After leaving school, young Basil Watson spent a period managing a pastoral property in country New South Wales and undertook some training as a mechanic in Melbourne, before turning his full attention to aviation. Harry Hawker, Australia's best known pioneering aviator and founder of the Hawker-DeHavilland aviation and aerospace company, had grown up in Moorabbin and St Kilda and was known to Basil Watson through a friendship between the two families. Hawker had left Australia in 1911 for England, where he gained employment as a mechanic with the Sopwith Aviation Co, and was personally taught to fly by the company's founder Thomas Sopwith.
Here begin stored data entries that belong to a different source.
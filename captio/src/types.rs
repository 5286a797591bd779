use serde::{Deserialize, Serialize};

/// A transcript segment: a contiguous, timestamped span of recognized speech.
///
/// Indices are 1-based and sequential; `start`/`end` are seconds rounded to
/// two decimal places; `text` is trimmed of surrounding whitespace.
#[derive(Debug, Clone, Serialize, Deserialize)]
pub struct Segment {
    pub i: u32,
    pub start: f64,
    pub end: f64,
    pub text: String,
}

impl Segment {
    /// Build a segment from raw whisper output: 1-based index, rounded
    /// boundaries, trimmed text.
    pub fn new(i: u32, start: f64, end: f64, text: &str) -> Self {
        Self {
            i,
            start: round2(start),
            end: round2(end),
            text: text.trim().to_string(),
        }
    }
}

/// Complete transcription result, as emitted on stdout.
#[derive(Debug, Clone, Serialize, Deserialize)]
pub struct Transcript {
    pub language: Option<String>,
    pub duration: Option<f64>,
    pub segments: Vec<Segment>,
    pub srt: String,
}

impl Transcript {
    pub fn new(language: Option<String>, duration: Option<f64>, segments: Vec<Segment>) -> Self {
        let srt = render_srt(&segments);
        Self {
            language,
            duration,
            segments,
            srt,
        }
    }

    /// Full text (all segments concatenated).
    pub fn text(&self) -> String {
        self.segments
            .iter()
            .map(|s| s.text.as_str())
            .collect::<Vec<_>>()
            .join(" ")
    }

    /// Format as JSON.
    pub fn to_json(&self) -> crate::Result<String> {
        Ok(serde_json::to_string(self)?)
    }

    /// Format as pretty-printed JSON.
    pub fn to_json_pretty(&self) -> crate::Result<String> {
        Ok(serde_json::to_string_pretty(self)?)
    }
}

/// Render segments as SRT subtitles: one block per segment holding the
/// sequence number, the timestamp range, the text, and a blank separator.
pub fn render_srt(segments: &[Segment]) -> String {
    let mut out = String::new();
    for seg in segments {
        out.push_str(&format!("{}\n", seg.i));
        out.push_str(&format!(
            "{} --> {}\n",
            format_srt_time(seg.start),
            format_srt_time(seg.end)
        ));
        out.push_str(&seg.text);
        out.push_str("\n\n");
    }
    out
}

/// Format seconds as SRT timestamp: HH:MM:SS,mmm
pub(crate) fn format_srt_time(seconds: f64) -> String {
    let total_ms = (seconds * 1000.0).round() as u64;
    let h = total_ms / 3_600_000;
    let m = (total_ms % 3_600_000) / 60_000;
    let s = (total_ms % 60_000) / 1_000;
    let ms = total_ms % 1_000;
    format!("{h:02}:{m:02}:{s:02},{ms:03}")
}

/// Round to two decimal places.
pub(crate) fn round2(seconds: f64) -> f64 {
    (seconds * 100.0).round() / 100.0
}
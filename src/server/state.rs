use crate::lookup::DomainValidator;

pub struct AppState {
    pub validator: DomainValidator,
}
Over the following two years Hawker set several aviation records in England and almost claimed the Daily Mail prize of £5000 offered for the first person to successfully fly around Great Britain. By 1913 he had been promoted to a role as aircraft designer and chief test pilot with Sopwith. In early 1914, Hawker returned to Australia with a small Sopwith biplane of his own design and made headlines in the local press presenting public flying demonstrations in Melbourne, Sydney, Albury and Ballarat. During the tour he carried several notable citizens as passengers, including the Governor-General and Minister of Defence. It was at Elsternwick Golf Course on Wednesday 11th February 1914, the Basil Watson first took to the air as a passenger in Hawker's biplane. He had been scheduled to make his first flight the previous Saturday at Caulfield Racecourse, but a large crowd of several thousand spectators made it too dangerous to safely take-off and land the plane. Hawker was five years older than Basil Watson and took the young engineer under his wing as a protégé. Watson subsequently accompanied Hawker on trips to Albury and Ballarat where further flying demonstrations were made, and when Hawker left Australia to return to England, he was accompanied by Watson, who was described as his 'pupil'. The pair sailed from Melbourne on the P&O Line steamer R.M.S. Mooltan, on 5th May 1914 - Basil Waston was just 20 years of age.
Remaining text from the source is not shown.